» **THE PROBLEM**
Beginning with the line that holds "assert_eq!(decoded.last_track(1).unwrap().len(), 5);" in the data below, give again every line through the one that holds "let source = nine_keypoints(Some(vec![2, 1]), vec![3, 2, 3]);", exactly as written.

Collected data
____________
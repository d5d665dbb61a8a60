// 该文件是 Shanan （山南西风） 项目的一部分。
// src/draw.rs - 标注绘制
//
// 本文件根据 Apache 许可证第 2.0 版（以下简称“许可证”）授权使用；
// 除非遵守该许可证条款，否则您不得使用本文件。
// 您可通过以下网址获取许可证副本：
// http://www.apache.org/licenses/LICENSE-2.0
// 除非适用法律要求或书面同意，根据本许可协议分发的软件均按“原样”提供，
// 不附带任何形式的明示或暗示的保证或条件。
// 有关许可权限与限制的具体条款，请参阅本许可协议。
//
// Copyright (C) 2026 Johann Li <me@qinka.pro>, Wareless Group

use ab_glyph::{Font, FontArc, PxScale, ScaleFont};
use imageproc::drawing::text_size;

mod boxes;
mod keypoints;

pub use self::boxes::{BoxInstruction, box_text, plan_boxes};
pub use self::keypoints::{KeypointInstruction, plan_keypoints};

// 文本渲染常量
const BOX_LABEL_FONT_SIZE: f32 = 12.0;
const KEYPOINT_LABEL_FONT_SIZE: f32 = 14.0;
const LABEL_MARGIN: u32 = 2;
const KEYPOINT_RADIUS: i32 = 3;

/// 绘制工具，持有字体与绘制参数，可在线程间共享
#[derive(Clone)]
pub struct Draw {
  font: FontArc,
  box_label_scale: PxScale,
  keypoint_label_scale: PxScale,
  label_margin: u32,
  keypoint_radius: i32,
}

impl Default for Draw {
  fn default() -> Self {
    let font_data = include_bytes!("../assets/DejaVuSans.ttf"); // 默认字体
    let font = FontArc::try_from_slice(font_data).expect("无法加载嵌入的字体文件");
    Self::with_font(font)
  }
}

impl std::fmt::Debug for Draw {
  fn fmt(&self, f: &mut std::fmt::Formatter<'_>) -> std::fmt::Result {
    f.debug_struct("Draw")
      .field("box_label_scale", &self.box_label_scale)
      .field("keypoint_label_scale", &self.keypoint_label_scale)
      .field("label_margin", &self.label_margin)
      .field("keypoint_radius", &self.keypoint_radius)
      .finish_non_exhaustive()
  }
}

impl Draw {
  pub fn with_font(font: FontArc) -> Self {
    Self {
      font,
      box_label_scale: PxScale::from(BOX_LABEL_FONT_SIZE),
      keypoint_label_scale: PxScale::from(KEYPOINT_LABEL_FONT_SIZE),
      label_margin: LABEL_MARGIN,
      keypoint_radius: KEYPOINT_RADIUS,
    }
  }

  pub fn box_label_size(mut self, size: f32) -> Self {
    self.box_label_scale = PxScale::from(size);
    self
  }

  pub fn keypoint_label_size(mut self, size: f32) -> Self {
    self.keypoint_label_scale = PxScale::from(size);
    self
  }

  /// 文本宽度与行高（上升高度加下降高度）
  fn measure_text(&self, scale: PxScale, text: &str) -> (u32, u32) {
    let (width, _) = text_size(scale, &self.font, text);
    (width, self.line_height(scale))
  }

  fn line_height(&self, scale: PxScale) -> u32 {
    let scaled = self.font.as_scaled(scale);
    (scaled.ascent() - scaled.descent()).ceil() as u32
  }

  fn ascent(&self, scale: PxScale) -> i32 {
    self.font.as_scaled(scale).ascent().ceil() as i32
  }
}

/// 将跨度为 `[start, start + len]` 的图元起点限制在画布附近，
/// 完全位于画布外的图元仍然位于画布外
fn clamp_span(start: i32, len: u32, extent: u32) -> i32 {
  let len = len.min(i32::MAX as u32 - 1) as i32;
  let extent = extent.min(i32::MAX as u32) as i32;
  start.clamp(-len - 1, extent)
}
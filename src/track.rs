// 该文件是 Shanan （山南西风） 项目的一部分。
// src/track.rs - 关键点轨迹解码
//
// 本文件根据 Apache 许可证第 2.0 版（以下简称“许可证”）授权使用；
// 除非遵守该许可证条款，否则您不得使用本文件。
// 您可通过以下网址获取许可证副本：
// http://www.apache.org/licenses/LICENSE-2.0
// 除非适用法律要求或书面同意，根据本许可协议分发的软件均按“原样”提供，
// 不附带任何形式的明示或暗示的保证或条件。
// 有关许可权限与限制的具体条款，请参阅本许可协议。
//
// Copyright (C) 2026 Johann Li <me@qinka.pro>, Wareless Group

//! 扁平的关键点数组按 目标 -> 轨迹 -> 关键点 的顺序拼接。
//! 解码时先对计数数组做一次前缀和，之后按区间索引，不复制子数组。

use std::ops::Range;

use crate::{error::ShapeError, record::KeypointTracks};

/// 一条轨迹的关键点视图
#[derive(Debug, Clone, Copy, PartialEq)]
pub struct TrackView<'a> {
  pub x: &'a [f64],
  pub y: &'a [f64],
  pub score: &'a [f64],
  pub label_id: &'a [i64],
}

impl TrackView<'_> {
  pub fn len(&self) -> usize {
    self.x.len()
  }

  pub fn is_empty(&self) -> bool {
    self.x.is_empty()
  }
}

/// 解码后的轨迹索引
#[derive(Debug, Clone)]
pub struct DecodedTracks<'a> {
  source: &'a KeypointTracks,
  /// 每个目标在轨迹表中的区间
  objects: Vec<Range<usize>>,
  /// 每条轨迹在关键点数组中的区间
  tracks: Vec<Range<usize>>,
}

impl<'a> DecodedTracks<'a> {
  pub fn object_count(&self) -> usize {
    self.objects.len()
  }

  pub fn track_count(&self, object: usize) -> usize {
    self.objects.get(object).map_or(0, |range| range.len())
  }

  /// 目标的全部轨迹，按时间顺序
  pub fn tracks(&self, object: usize) -> impl Iterator<Item = TrackView<'a>> + '_ {
    self
      .objects
      .get(object)
      .cloned()
      .unwrap_or_default()
      .map(move |track| self.view(track))
  }

  /// 目标的最后一条轨迹，即最新位置；只有它会被绘制
  pub fn last_track(&self, object: usize) -> Option<TrackView<'a>> {
    let range = self.objects.get(object)?;
    if range.is_empty() {
      return None;
    }
    Some(self.view(range.end - 1))
  }

  fn view(&self, track: usize) -> TrackView<'a> {
    let range = self.tracks[track].clone();
    let source = self.source;
    TrackView {
      x: &source.x[range.clone()],
      y: &source.y[range.clone()],
      score: &source.score[range.clone()],
      label_id: &source.label_id[range],
    }
  }
}

/// 解码 `object_count` 个目标的关键点轨迹
pub fn decode(
  object_count: usize,
  source: &KeypointTracks,
) -> Result<DecodedTracks<'_>, ShapeError> {
  let tracks_per_object: Vec<usize> = match &source.track_count {
    Some(track_count) => {
      if track_count.len() != object_count {
        return Err(ShapeError::TrackCountLength {
          expected: object_count,
          actual: track_count.len(),
        });
      }
      track_count.iter().map(|&n| n as usize).collect()
    }
    None => vec![1; object_count],
  };

  let declared_tracks: usize = tracks_per_object.iter().sum();
  if declared_tracks != source.kpts_count.len() {
    return Err(ShapeError::TrackSumMismatch {
      declared: declared_tracks,
      actual: source.kpts_count.len(),
    });
  }

  let declared_kpts: usize = source.kpts_count.iter().map(|&n| n as usize).sum();
  for (field, len) in [
    ("object_track_kpts_x", source.x.len()),
    ("object_track_kpts_y", source.y.len()),
    ("object_track_kpts_score", source.score.len()),
    ("object_track_kpts_label_id", source.label_id.len()),
  ] {
    if len != declared_kpts {
      return Err(ShapeError::KeypointSumMismatch {
        field,
        declared: declared_kpts,
        actual: len,
      });
    }
  }

  let objects = prefix_ranges(tracks_per_object.into_iter());
  let tracks = prefix_ranges(source.kpts_count.iter().map(|&n| n as usize));

  Ok(DecodedTracks {
    source,
    objects,
    tracks,
  })
}

fn prefix_ranges(counts: impl Iterator<Item = usize>) -> Vec<Range<usize>> {
  let mut cursor = 0;
  counts
    .map(|count| {
      let range = cursor..cursor + count;
      cursor += count;
      range
    })
    .collect()
}

#[cfg(test)]
mod tests {
  use super::*;

  fn nine_keypoints(track_count: Option<Vec<u32>>, kpts_count: Vec<u32>) -> KeypointTracks {
    let x: Vec<f64> = (0..9).map(|i| i as f64).collect();
    KeypointTracks {
      track_count,
      kpts_count,
      y: x.iter().map(|v| v + 100.0).collect(),
      score: vec![0.5; 9],
      label_id: (0..9).collect(),
      x,
    }
  }

  #[test]
  fn decodes_variable_tracks_per_object() {
    let source = nine_keypoints(Some(vec![2, 1]), vec![3, 2, 4]);
    let decoded = decode(2, &source).unwrap();

    assert_eq!(decoded.object_count(), 2);
    let sizes: Vec<Vec<usize>> = (0..2)
      .map(|o| decoded.tracks(o).map(|t| t.len()).collect())
      .collect();
    assert_eq!(sizes, vec![vec![3, 2], vec![4]]);

    let first: Vec<TrackView> = decoded.tracks(0).collect();
    assert_eq!(first[0].x, &[0.0, 1.0, 2.0]);
    assert_eq!(first[1].x, &[3.0, 4.0]);
    assert_eq!(first[1].y, &[103.0, 104.0]);
    assert_eq!(decoded.tracks(1).next().unwrap().label_id, &[5, 6, 7, 8]);
  }

  #[test]
  fn last_track_is_the_most_recent_one() {
    let source = nine_keypoints(Some(vec![2, 1]), vec![3, 2, 4]);
    let decoded = decode(2, &source).unwrap();
    assert_eq!(decoded.last_track(0).unwrap().x, &[3.0, 4.0]);
    assert_eq!(decoded.last_track(1).unwrap().x, &[5.0, 6.0, 7.0, 8.0]);
    assert!(decoded.last_track(2).is_none());
  }

  #[test]
  fn missing_track_count_means_one_track_per_object() {
    let source = nine_keypoints(None, vec![4, 5]);
    let decoded = decode(2, &source).unwrap();
    assert_eq!(decoded.track_count(0), 1);
    assert_eq!(decoded.track_count(1), 1);
    assert_eq!(decoded.last_track(1).unwrap().len(), 5);
  }

  #[test]
  fn object_with_zero_tracks_consumes_nothing() {
    let source = nine_keypoints(Some(vec![0, 2, 0]), vec![4, 5]);
    let decoded = decode(3, &source).unwrap();
    assert_eq!(decoded.track_count(0), 0);
    assert!(decoded.last_track(0).is_none());
    assert_eq!(decoded.tracks(0).count(), 0);
    assert_eq!(decoded.last_track(1).unwrap().x[0], 4.0);
    assert!(decoded.last_track(2).is_none());
  }

  #[test]
  fn empty_track_is_decoded_as_empty_view() {
    let source = nine_keypoints(Some(vec![2]), vec![9, 0]);
    let decoded = decode(1, &source).unwrap();
    assert!(decoded.last_track(0).unwrap().is_empty());
  }

  #[test]
  fn count_invariants_are_enforced() {
    let source = nine_keypoints(Some(vec![2, 1]), vec![3, 2]);
    assert_eq!(
      decode(2, &source).unwrap_err(),
      ShapeError::TrackSumMismatch {
        declared: 3,
        actual: 2
      }
    );

    let source = nine_keypoints(Some(vec![2, 1]), vec![3, 2, 3]);
    assert!(matches!(
      decode(2, &source).unwrap_err(),
      ShapeError::KeypointSumMismatch {
        declared: 8,
        actual: 9,
        ..
      }
    ));

    let source = nine_keypoints(Some(vec![3]), vec![3, 2, 4]);
    assert_eq!(
      decode(2, &source).unwrap_err(),
      ShapeError::TrackCountLength {
        expected: 2,
        actual: 1
      }
    );

    let mut source = nine_keypoints(None, vec![4, 5]);
    source.label_id.pop();
    assert!(matches!(
      decode(2, &source).unwrap_err(),
      ShapeError::KeypointSumMismatch {
        field: "object_track_kpts_label_id",
        ..
      }
    ));
  }
}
____________
» **ANSWER TO THIS EXERCISE**
    assert_eq!(decoded.last_track(1).unwrap().len(), 5);
  }

  #[test]
  fn object_with_zero_tracks_consumes_nothing() {
    let source = nine_keypoints(Some(vec![0, 2, 0]), vec![4, 5]);
    let decoded = decode(3, &source).unwrap();
    assert_eq!(decoded.track_count(0), 0);
    assert!(decoded.last_track(0).is_none());
    assert_eq!(decoded.tracks(0).count(), 0);
    assert_eq!(decoded.last_track(1).unwrap().x[0], 4.0);
    assert!(decoded.last_track(2).is_none());
  }

  #[test]
  fn empty_track_is_decoded_as_empty_view() {
    let source = nine_keypoints(Some(vec![2]), vec![9, 0]);
    let decoded = decode(1, &source).unwrap();
    assert!(decoded.last_track(0).unwrap().is_empty());
  }

  #[test]
  fn count_invariants_are_enforced() {
    let source = nine_keypoints(Some(vec![2, 1]), vec![3, 2]);
    assert_eq!(
      decode(2, &source).unwrap_err(),
      ShapeError::TrackSumMismatch {
        declared: 3,
        actual: 2
      }
    );

    let source = nine_keypoints(Some(vec![2, 1]), vec![3, 2, 3]);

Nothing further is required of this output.